Syria says truce still viable after week of airstrikes
BEIRUT (AP) -- Syria's foreign minister said Monday that an internationally-brokered cease-fire is still viable, as rescue workers in Aleppo sifted through the rubble from the heaviest airstrikes on rebel-held areas of the northern city in five years.
Foreign Minister Walid al-Moallem, speaking to Mayadeen TV from New York, also said the government is prepared to take part in a unity government incorporating elements from the opposition, an offer that has been rejected in the past.
Opposition activists say more than 200 civilians have been killed in the past week under a sustained aerial campaign that U.N. envoy Staffan de Mistura called one of the worst of the 5 1/2-year war. The U.N. Security Council convened an emergency meeting but failed to take any action because of deep divisions between Russia and Western powers.
"What Russia is sponsoring and doing is not counterterrorism, it's barbarism," said U.S. Ambassador Samantha Power. "It's apocalyptic what is being done in eastern Aleppo."
Airstrikes on Aleppo on Monday killed at least six people, according to the Local Coordination Committees, an activist-run collective. The Britain-based Syrian Observatory for Human Rights reported hours later that 12 were killed, including three children.
President Bashar Assad's media adviser told Al-Mayadeen TV that the Syrian government abided by the cease-fire but the rebels did not. Bouthaina Shaaban said once the truce expired, "our Syrian Arab army resumed its operations against terrorists."
Al-Moallem accused the U.S., Britain, and France of convening the Security Council meeting a day earlier in order to support "terrorists" inside Syria.

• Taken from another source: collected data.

//! Operator and put scenarios exercised end to end through the executor.

use core_actions::executor::take_insert_transaction;
use core_actions::{
    CommandData, CommandExecutor, CommandResult, DefaultMotionEngine, InsertCommand, Motion,
    MotionRequest, NopFoldManager, NopHost, NormalCommand, VisualCommand,
};
use core_state::{
    LineRange, ModeKind, OperationKind, RegisterName, RegisterValue, StringData, VimState,
    VisualSpan,
};
use core_text::Position;
use pretty_assertions::assert_eq;

struct Fixture {
    state: VimState,
    session: core_actions::VimSession,
    motions: DefaultMotionEngine,
    host: NopHost,
    folds: NopFoldManager,
}

impl Fixture {
    fn new(text: &str) -> Self {
        Self {
            state: VimState::from_text(text).unwrap(),
            session: core_actions::VimSession::new(),
            motions: DefaultMotionEngine::new(),
            host: NopHost::default(),
            folds: NopFoldManager::default(),
        }
    }

    fn exec(&mut self) -> CommandExecutor<'_> {
        CommandExecutor::new(
            &mut self.state,
            &mut self.session,
            &self.motions,
            &mut self.host,
            &mut self.folds,
        )
    }

    fn normal(&mut self, command: NormalCommand, data: CommandData) -> CommandResult {
        self.exec().run_normal_command(&command, data)
    }

    fn visual(
        &mut self,
        command: VisualCommand,
        data: CommandData,
        span: &VisualSpan,
    ) -> CommandResult {
        self.exec().run_visual_command(command, data, span)
    }

    fn text(&self) -> String {
        self.state.buffer().text()
    }

    fn unnamed(&self) -> String {
        self.state.registers.get(None).data().to_text()
    }

    fn register(&self, name: RegisterName) -> RegisterValue {
        self.state.registers.get(Some(name))
    }
}

fn delete_word() -> NormalCommand {
    NormalCommand::DeleteMotion(Motion::new(MotionRequest::WordForward))
}

#[test]
fn delete_word_captures_register_and_moves_caret() {
    let mut f = Fixture::new("one two three\n");
    let result = f.normal(delete_word(), CommandData::default());
    assert!(!result.is_error());
    assert_eq!(f.text(), "two three\n");
    assert_eq!(f.unnamed(), "one ");
    assert_eq!(f.state.caret(), Position::origin());
    // Within-line word delete is small: history register 1 stays empty.
    assert!(f.register(RegisterName::Numbered(1)).is_empty());
}

#[test]
fn delete_word_with_count() {
    let mut f = Fixture::new("a b c d\n");
    f.normal(delete_word(), CommandData::with_count(2));
    assert_eq!(f.text(), "c d\n");
    assert_eq!(f.unnamed(), "a b ");
}

#[test]
fn failed_motion_leaves_no_trace() {
    let mut f = Fixture::new("one\ntwo\n");
    let result = f.normal(
        NormalCommand::DeleteMotion(Motion::new(MotionRequest::Up)),
        CommandData::default(),
    );
    assert!(result.is_error());
    assert_eq!(f.host.beeps, 1);
    assert_eq!(f.text(), "one\ntwo\n");
    assert!(!f.state.undo(), "no undo entry for a failed motion");
}

#[test]
fn change_word_keeps_trailing_whitespace() {
    let mut f = Fixture::new("one two\n");
    let result = f.normal(
        NormalCommand::ChangeMotion(Motion::new(MotionRequest::WordForward)),
        CommandData::default(),
    );
    assert_eq!(f.state.mode(), ModeKind::Insert);
    assert_eq!(f.text(), " two\n", "cw eats the word, not the space");
    let txn = take_insert_transaction(result).expect("change opens a transaction");
    f.exec()
        .run_insert_command(&InsertCommand::InsertText("1".into()), CommandData::default());
    f.exec().leave_insert(Some(txn));
    assert_eq!(f.text(), "1 two\n");
    assert!(f.state.undo());
    assert_eq!(f.text(), "one two\n", "change and typed text undo together");
}

#[test]
fn delete_lines_shift_numbered_history() {
    let mut f = Fixture::new("first\nsecond\nthird\n");
    f.normal(NormalCommand::DeleteLines, CommandData::default());
    assert_eq!(f.text(), "second\nthird\n");
    f.normal(NormalCommand::DeleteLines, CommandData::default());
    assert_eq!(f.text(), "third\n");
    assert_eq!(
        f.register(RegisterName::Numbered(1)).data().to_text(),
        "second\n"
    );
    assert_eq!(
        f.register(RegisterName::Numbered(2)).data().to_text(),
        "first\n"
    );
    assert_eq!(
        f.register(RegisterName::Numbered(1)).kind(),
        OperationKind::LineWise
    );
}

#[test]
fn yank_lines_then_put_below() {
    let mut f = Fixture::new("  alpha\nbeta\n");
    f.normal(NormalCommand::YankLines, CommandData::default());
    assert_eq!(f.register(RegisterName::Numbered(0)).data().to_text(), "  alpha\n");
    f.normal(
        NormalCommand::PutAfterCaret { with_indent: false },
        CommandData::default(),
    );
    assert_eq!(f.text(), "  alpha\n  alpha\nbeta\n");
    // Caret lands on the first non-blank of the pasted line.
    assert_eq!(f.state.caret(), Position::new(1, 2));
}

#[test]
fn charwise_put_after_caret() {
    let mut f = Fixture::new("ab\n");
    f.state.registers.set(
        None,
        RegisterValue::character_wise(StringData::simple("XY")),
        core_state::RegisterOperation::Yank,
    );
    f.normal(
        NormalCommand::PutAfterCaret { with_indent: false },
        CommandData::default(),
    );
    assert_eq!(f.text(), "aXYb\n");
    assert_eq!(f.state.caret(), Position::new(0, 2), "caret on last pasted char");
}

#[test]
fn put_with_count_repeats_text() {
    let mut f = Fixture::new("x\n");
    f.state.registers.set(
        None,
        RegisterValue::character_wise(StringData::simple("ab")),
        core_state::RegisterOperation::Yank,
    );
    f.normal(
        NormalCommand::PutBeforeCaret { with_indent: false },
        CommandData::with_count(3),
    );
    assert_eq!(f.text(), "abababx\n");
}

#[test]
fn linewise_put_into_empty_buffer() {
    let mut f = Fixture::new("");
    f.state.registers.set(
        None,
        RegisterValue::line_wise(StringData::simple("hello\n")),
        core_state::RegisterOperation::Yank,
    );
    f.normal(
        NormalCommand::PutAfterCaret { with_indent: false },
        CommandData::default(),
    );
    assert_eq!(f.text(), "hello\n", "no blank line above the put");
}

#[test]
fn put_from_empty_register_fails() {
    let mut f = Fixture::new("text\n");
    let result = f.normal(
        NormalCommand::PutAfterCaret { with_indent: false },
        CommandData::with_register(RegisterName::Named('z')),
    );
    assert!(result.is_error());
    assert_eq!(f.host.beeps, 1);
    assert_eq!(f.text(), "text\n");
}

#[test]
fn block_put_explodes_per_line() {
    let mut f = Fixture::new("xyz\nuvw\n");
    f.state.registers.set(
        None,
        RegisterValue::character_wise(StringData::block(vec!["ab".into(), "cd".into()])),
        core_state::RegisterOperation::Yank,
    );
    f.normal(
        NormalCommand::PutAfterCaret { with_indent: false },
        CommandData::default(),
    );
    assert_eq!(f.text(), "xabyz\nucdvw\n");
    assert_eq!(f.state.caret(), Position::new(0, 1));
}

#[test]
fn block_put_pads_short_lines() {
    let mut f = Fixture::new("long line\nab\n");
    f.state.set_caret(Position::new(0, 4));
    f.state.registers.set(
        None,
        RegisterValue::character_wise(StringData::block(vec!["##".into(), "##".into()])),
        core_state::RegisterOperation::Yank,
    );
    f.normal(
        NormalCommand::PutAfterCaret { with_indent: false },
        CommandData::default(),
    );
    assert_eq!(f.text(), "long ##line\nab   ##\n");
}

#[test]
fn delete_promotes_to_linewise_when_only_whitespace_remains() {
    let mut f = Fixture::new("cat \ndog  \nfish\n");
    let result = f.normal(
        NormalCommand::DeleteMotion(Motion::new(MotionRequest::Search {
            pattern: "  ".into(),
        })),
        CommandData::default(),
    );
    assert!(!result.is_error());
    assert_eq!(f.text(), "fish\n", "whole lines deleted, not just the span");
    let captured = f.register(RegisterName::Numbered(1));
    assert_eq!(captured.kind(), OperationKind::LineWise);
    assert_eq!(captured.data().to_text(), "cat \ndog  \n");
}

#[test]
fn delete_character_at_caret() {
    let mut f = Fixture::new("abc\n");
    f.normal(NormalCommand::DeleteCharacterAtCaret, CommandData::with_count(2));
    assert_eq!(f.text(), "c\n");
    assert_eq!(f.unnamed(), "ab");
}

#[test]
fn delete_character_before_caret() {
    let mut f = Fixture::new("abc\n");
    f.state.set_caret(Position::new(0, 2));
    f.normal(NormalCommand::DeleteCharacterBeforeCaret, CommandData::default());
    assert_eq!(f.text(), "ac\n");
    assert_eq!(f.state.caret(), Position::new(0, 1));
}

#[test]
fn join_lines_collapses_indent() {
    let mut f = Fixture::new("one\n   two\nthree\n");
    f.normal(NormalCommand::JoinLines, CommandData::default());
    assert_eq!(f.text(), "one two\nthree\n");
    assert_eq!(f.state.caret(), Position::new(0, 3), "caret at the join point");
}

#[test]
fn join_on_last_line_beeps_without_aborting() {
    let mut f = Fixture::new("only\n");
    let result = f.normal(NormalCommand::JoinLines, CommandData::default());
    assert!(!result.is_error(), "recoverable failure stays in-band");
    assert_eq!(f.host.beeps, 1);
    assert_eq!(f.text(), "only\n");
}

#[test]
fn replace_char_with_count() {
    let mut f = Fixture::new("abcdef\n");
    f.normal(NormalCommand::ReplaceChar('x'), CommandData::with_count(3));
    assert_eq!(f.text(), "xxxdef\n");
    assert_eq!(f.state.caret(), Position::new(0, 2));
}

#[test]
fn replace_char_past_line_end_fails_without_editing() {
    let mut f = Fixture::new("ab\n");
    let result = f.normal(NormalCommand::ReplaceChar('x'), CommandData::with_count(5));
    assert!(result.is_error());
    assert_eq!(f.text(), "ab\n");
}

#[test]
fn add_to_word_lands_on_last_digit() {
    let mut f = Fixture::new("count = 41;\n");
    f.normal(NormalCommand::AddToWord, CommandData::default());
    assert_eq!(f.text(), "count = 42;\n");
    assert_eq!(f.state.caret(), Position::new(0, 9), "caret on the 2");
}

#[test]
fn subtract_from_word_with_count() {
    let mut f = Fixture::new("n = 10\n");
    f.normal(NormalCommand::SubtractFromWord, CommandData::with_count(4));
    assert_eq!(f.text(), "n = 6\n");
}

#[test]
fn visual_character_delete() {
    let mut f = Fixture::new("hello world\n");
    let span = VisualSpan::Character {
        start: Position::origin(),
        line_count: 1,
        last_line_len: 6,
    };
    f.visual(VisualCommand::DeleteSelection, CommandData::default(), &span);
    assert_eq!(f.text(), "world\n");
    assert_eq!(f.unnamed(), "hello ");
    assert_eq!(f.state.mode(), ModeKind::Normal);
}

#[test]
fn visual_line_yank_is_linewise() {
    let mut f = Fixture::new("one\ntwo\nthree\n");
    let span = VisualSpan::Line(LineRange::new(1, 2));
    f.visual(VisualCommand::YankSelection, CommandData::default(), &span);
    let v = f.register(RegisterName::Numbered(0));
    assert_eq!(v.kind(), OperationKind::LineWise);
    assert_eq!(v.data().to_text(), "two\nthree\n");
    assert_eq!(f.text(), "one\ntwo\nthree\n");
}

#[test]
fn visual_block_yank_captures_rows() {
    let mut f = Fixture::new("abcdef\nghijkl\n");
    let span = VisualSpan::Block {
        anchor: Position::new(0, 1),
        tabstop: 8,
        width: 2,
        height: 2,
    };
    f.visual(VisualCommand::YankSelection, CommandData::default(), &span);
    let v = f.register(RegisterName::Numbered(0));
    assert_eq!(
        v.data(),
        &StringData::block(vec!["bc".into(), "hi".into()]),
        "block shape travels in the payload"
    );
    assert_eq!(v.kind(), OperationKind::CharacterWise);
}

#[test]
fn visual_block_delete_removes_rectangle() {
    let mut f = Fixture::new("abcdef\nghijkl\nmnopqr\n");
    let span = VisualSpan::Block {
        anchor: Position::new(0, 1),
        tabstop: 8,
        width: 2,
        height: 3,
    };
    f.visual(VisualCommand::DeleteSelection, CommandData::default(), &span);
    assert_eq!(f.text(), "adef\ngjkl\nmpqr\n");
}

#[test]
fn put_over_selection_reads_register_before_overwrite() {
    let mut f = Fixture::new("old old\n");
    f.state.registers.set(
        None,
        RegisterValue::character_wise(StringData::simple("new")),
        core_state::RegisterOperation::Yank,
    );
    let span = VisualSpan::Character {
        start: Position::origin(),
        line_count: 1,
        last_line_len: 3,
    };
    f.visual(VisualCommand::PutOverSelection, CommandData::default(), &span);
    assert_eq!(f.text(), "new old\n");
    assert_eq!(f.unnamed(), "old", "deleted selection lands in the unnamed register");
}

#[test]
fn named_register_and_uppercase_append() {
    let mut f = Fixture::new("one two\n");
    f.normal(
        NormalCommand::YankMotion(Motion::new(MotionRequest::WordForward)),
        CommandData::with_register(RegisterName::Named('a')),
    );
    f.state.set_caret(Position::new(0, 4));
    f.normal(
        NormalCommand::YankMotion(Motion::new(MotionRequest::EndOfLine)),
        CommandData::with_register(RegisterName::Named('A')),
    );
    assert_eq!(
        f.register(RegisterName::Named('a')).data().to_text(),
        "one two"
    );
}

#[test]
fn undo_redo_round_trip() {
    let mut f = Fixture::new("keep\n");
    f.normal(NormalCommand::DeleteLines, CommandData::default());
    assert_eq!(f.text(), "");
    f.normal(NormalCommand::Undo, CommandData::default());
    assert_eq!(f.text(), "keep\n");
    f.normal(NormalCommand::Redo, CommandData::default());
    assert_eq!(f.text(), "");
}

#[test]
fn fold_selection_requests_range() {
    let mut f = Fixture::new("a\nb\nc\n");
    let span = VisualSpan::Line(LineRange::new(0, 2));
    f.visual(VisualCommand::FoldSelection, CommandData::default(), &span);
    assert_eq!(
        f.folds.requests,
        vec![core_actions::FoldRequest::Create(LineRange::new(0, 2))]
    );
}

But he said ongoing communications between U.S. Secretary of State John Kerry and Russian Foreign Minister Sergey Lavrov meant a truce agreement brokered two weeks ago is "not dead."

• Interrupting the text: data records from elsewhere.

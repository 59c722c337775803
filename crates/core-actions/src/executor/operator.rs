//! Operator application: `d`/`c`/`y` paired with a motion or doubled for
//! whole lines.
//!
//! The caret moves to the edit site before the undo transaction opens, so an
//! undo restores it there. A character-wise delete whose exclusive motion
//! spans lines, starts at or before the first non-blank, and leaves only
//! whitespace after its end is promoted to a line-wise delete.

use core_state::{LinkedUndoFlags, RegisterOperation, RegisterValue, StringData};
use core_text::{Buffer, LineRange, Position};
use tracing::trace;

use crate::{
    CommandData, CommandResult, ModeArgument, ModeSwitch, Motion, MotionFlags, MotionKind,
    MotionResult,
};

use super::CommandExecutor;

#[derive(Debug, Clone, Copy, PartialEq, Eq)]
pub(crate) enum Operator {
    Delete,
    Change,
    Yank,
}

/// The `d` promotion rule for exclusive character-wise motions.
fn promotes_to_line_wise(buffer: &Buffer, result: &MotionResult) -> bool {
    if result.motion_kind != MotionKind::CharacterWiseExclusive {
        return false;
    }
    let start = buffer.position_of(result.span.start);
    let end = buffer.position_of(result.span.end);
    if end.line <= start.line {
        return false;
    }
    if start.byte > buffer.first_non_blank(start.line) {
        return false;
    }
    let Some(line) = buffer.line_content(end.line) else {
        return false;
    };
    line.get(end.byte..)
        .is_some_and(|tail| tail.chars().all(char::is_whitespace))
}

/// `cw` behaves like `ce`: the trailing whitespace the motion covers stays.
fn trim_change_span(buffer: &Buffer, result: &mut MotionResult) {
    let text = buffer.slice(result.span);
    let trimmed = text.trim_end();
    if !trimmed.is_empty() {
        result.span.end = result.span.start + trimmed.len();
    }
}

fn delete_register_op(line_wise: bool, result: &MotionResult, buffer: &Buffer) -> RegisterOperation {
    let start = buffer.position_of(result.span.start);
    let end = buffer.position_of(result.span.end);
    if line_wise || end.line > start.line || result.flags.contains(MotionFlags::BIG_DELETE) {
        RegisterOperation::BigDelete
    } else {
        RegisterOperation::Delete
    }
}

pub(crate) fn apply_operator(
    exec: &mut CommandExecutor,
    motion: &Motion,
    data: CommandData,
    op: Operator,
) -> CommandResult {
    let caret = exec.state.caret();
    let Some(mut result) =
        exec.motions
            .get_motion(exec.state.buffer(), caret, motion, data.count_or_default())
    else {
        trace!(target: "actions.operator", ?motion, "motion failed");
        exec.host.beep();
        return CommandResult::Error;
    };
    if op == Operator::Change && result.flags.contains(MotionFlags::WORD_FORWARD) {
        trim_change_span(exec.state.buffer(), &mut result);
    }
    let promoted = op != Operator::Yank && promotes_to_line_wise(exec.state.buffer(), &result);
    let line_wise = result.motion_kind == MotionKind::LineWise || promoted;
    if line_wise {
        let range = if result.motion_kind == MotionKind::LineWise {
            result.line_range
        } else {
            let start = exec.state.buffer().position_of(result.span.start);
            let end = exec.state.buffer().position_of(result.span.end);
            exec.state
                .buffer()
                .clamped_line_range(start.line, end.line - start.line + 1)
        };
        run_line_wise(exec, data, range, op)
    } else {
        let reg_op = delete_register_op(false, &result, exec.state.buffer());
        run_char_wise(exec, data, result, op, reg_op)
    }
}

pub(crate) fn apply_lines(
    exec: &mut CommandExecutor,
    data: CommandData,
    op: Operator,
) -> CommandResult {
    let caret = exec.state.caret();
    let range = exec
        .state
        .buffer()
        .clamped_line_range(caret.line, data.count_or_default());
    run_line_wise(exec, data, range, op)
}

fn run_char_wise(
    exec: &mut CommandExecutor,
    data: CommandData,
    result: MotionResult,
    op: Operator,
    reg_op: RegisterOperation,
) -> CommandResult {
    let span = result.span;
    let start = exec.state.buffer().position_of(span.start);
    match op {
        Operator::Yank => {
            let text = exec.state.buffer().slice(span);
            exec.capture(
                data,
                RegisterValue::character_wise(StringData::simple(text)),
                RegisterOperation::Yank,
            );
            exec.state.set_caret(start);
            CommandResult::Completed(ModeSwitch::NoSwitch)
        }
        Operator::Delete => {
            exec.state.set_caret(start);
            let txn = exec.state.begin_transaction("delete", LinkedUndoFlags::empty());
            let deleted = exec.state.buffer_mut().delete(span);
            if exec.state.complete_transaction(txn).is_err() {
                return CommandResult::Error;
            }
            exec.capture(
                data,
                RegisterValue::character_wise(StringData::simple(deleted)),
                reg_op,
            );
            exec.state.set_caret(clamp_to_line(exec.state.buffer(), start));
            CommandResult::Completed(ModeSwitch::NoSwitch)
        }
        Operator::Change => {
            exec.state.set_caret(start);
            let txn = exec.state.begin_transaction("change", LinkedUndoFlags::empty());
            let deleted = exec.state.buffer_mut().delete(span);
            exec.capture(
                data,
                RegisterValue::character_wise(StringData::simple(deleted)),
                reg_op,
            );
            exec.session.link_pending = true;
            CommandResult::Completed(ModeSwitch::SwitchModeWithArgument(
                core_state::ModeKind::Insert,
                ModeArgument::InsertWithTransaction(txn),
            ))
        }
    }
}

fn run_line_wise(
    exec: &mut CommandExecutor,
    data: CommandData,
    range: LineRange,
    op: Operator,
) -> CommandResult {
    let span = exec.state.buffer().line_span(range.start_line, range.count);
    let text = exec.state.buffer().slice(span);
    let value = RegisterValue::line_wise(StringData::simple(text));
    match op {
        Operator::Yank => {
            exec.capture(data, value, RegisterOperation::Yank);
            CommandResult::Completed(ModeSwitch::NoSwitch)
        }
        Operator::Delete => {
            exec.state.set_caret(Position::new(range.start_line, 0));
            let txn = exec.state.begin_transaction("delete lines", LinkedUndoFlags::empty());
            exec.state.buffer_mut().delete(span);
            if exec.state.complete_transaction(txn).is_err() {
                return CommandResult::Error;
            }
            exec.capture(data, value, RegisterOperation::BigDelete);
            let line = range
                .start_line
                .min(exec.state.buffer().content_line_count().saturating_sub(1));
            let byte = exec.state.buffer().first_non_blank(line);
            exec.state.set_caret(Position::new(line, byte));
            CommandResult::Completed(ModeSwitch::NoSwitch)
        }
        Operator::Change => {
            exec.state.set_caret(Position::new(range.start_line, 0));
            let txn = exec.state.begin_transaction("change lines", LinkedUndoFlags::empty());
            exec.state.buffer_mut().replace(span, "\n");
            exec.capture(data, value, RegisterOperation::BigDelete);
            exec.state.set_caret(Position::new(range.start_line, 0));
            exec.session.link_pending = true;
            CommandResult::Completed(ModeSwitch::SwitchModeWithArgument(
                core_state::ModeKind::Insert,
                ModeArgument::InsertWithTransaction(txn),
            ))
        }
    }
}

/// Clamp a caret onto existing content after a delete.
pub(crate) fn clamp_to_line(buffer: &Buffer, caret: Position) -> Position {
    let line = caret.line.min(buffer.content_line_count().saturating_sub(1));
    let len = buffer.line_byte_len(line);
    Position::new(line, caret.byte.min(len.saturating_sub(1)))
}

Syria's military declared the cease-fire ended one week ago.
The spokesman for Russian President Vladimir Putin said the cease-fire is ineffective, but that Moscow is not losing hope for a political solution to the country's crisis.
However, Dmitry Peskov told reporters Monday that the Kremlin is concerned that "terrorists are using the cease-fire regime to regroup, to replenish their arsenals and for obvious preparations to carry out attacks."
Peskov also took issue with harsh criticism by the United States and Britain over Russia's actions in Syria.
He said Russia considers the tone of the criticism unacceptable and "such rhetoric is capable of causing serious harm to the resolution process" in Syria.
U.S. Secretary of State John Kerry said the Syrian and Russian governments "seem intent on taking Aleppo and destroying it in the process."
"While they're pounding Aleppo, dropping indiscriminate bombs, killing women and children, talk of a unity government is pretty complicated," Kerry said during a visit to Colombia.
He said the Syrian opposition won't be "particularly excited about having a negotiation when they're being bombed and starved," adding that statements by the Syrian government are "almost meaningless."
The White House meanwhile said it's difficult to envision any military cooperation with Russia in Syria because Moscow has repeatedly failed to fulfill its commitments to the cease-fire deal.
White House spokesman Josh Earnest said Syria's government has launched a "concerted campaign" to strike civilian targets, and that Assad's forces are trying "to bomb civilians into submission." He says government forces have also targeted the Civil Defense, volunteer first responders also known as White Helmets.
In the central Syrian city of Homs, meanwhile, a second group of rebel gunmen and their families began evacuating from an opposition neighborhood.
Some 120 gunmen and their families are expected to leave al-Waer as part of an agreement to restore the government's authority over the neighborhood, Homs Governor Talal Barazi said.
The agreement struck over al-Waer was in keeping with Assad's determination to settle the war on his own terms, securing surrenders through sieges and staying in power at least through an interim period to steer the country out of crisis.
Pro-government forces have kept al-Waer under a steadily tightening siege since November 2013, prohibiting food and medical supplies from reaching the remaining 75,000 residents, down from 300,000 before the start of the war in 2011.
In exchange for the evacuations, the government is permitting aid convoys to supply the neighborhood with badly needed food and medical supplies.
A Syrian Arab Red Crescent convoy of 36 trucks delivered assistance for 4,000 families in the district Saturday.
U.N. humanitarian officials have condemned the sieges against civilians as "medieval" and in contravention to international law.
In New York, al-Moallem reaffirmed his government's proposed roadmap to end Syria's war, saying Damascus would support a referendum on a new constitution followed by parliamentary elections and the formation of a unity government.
Associated Press writer Vivian Salama in Cartagena, Colombia, Bassem Mroue in Beirut and Josh Lederman in Washington contributed to this report.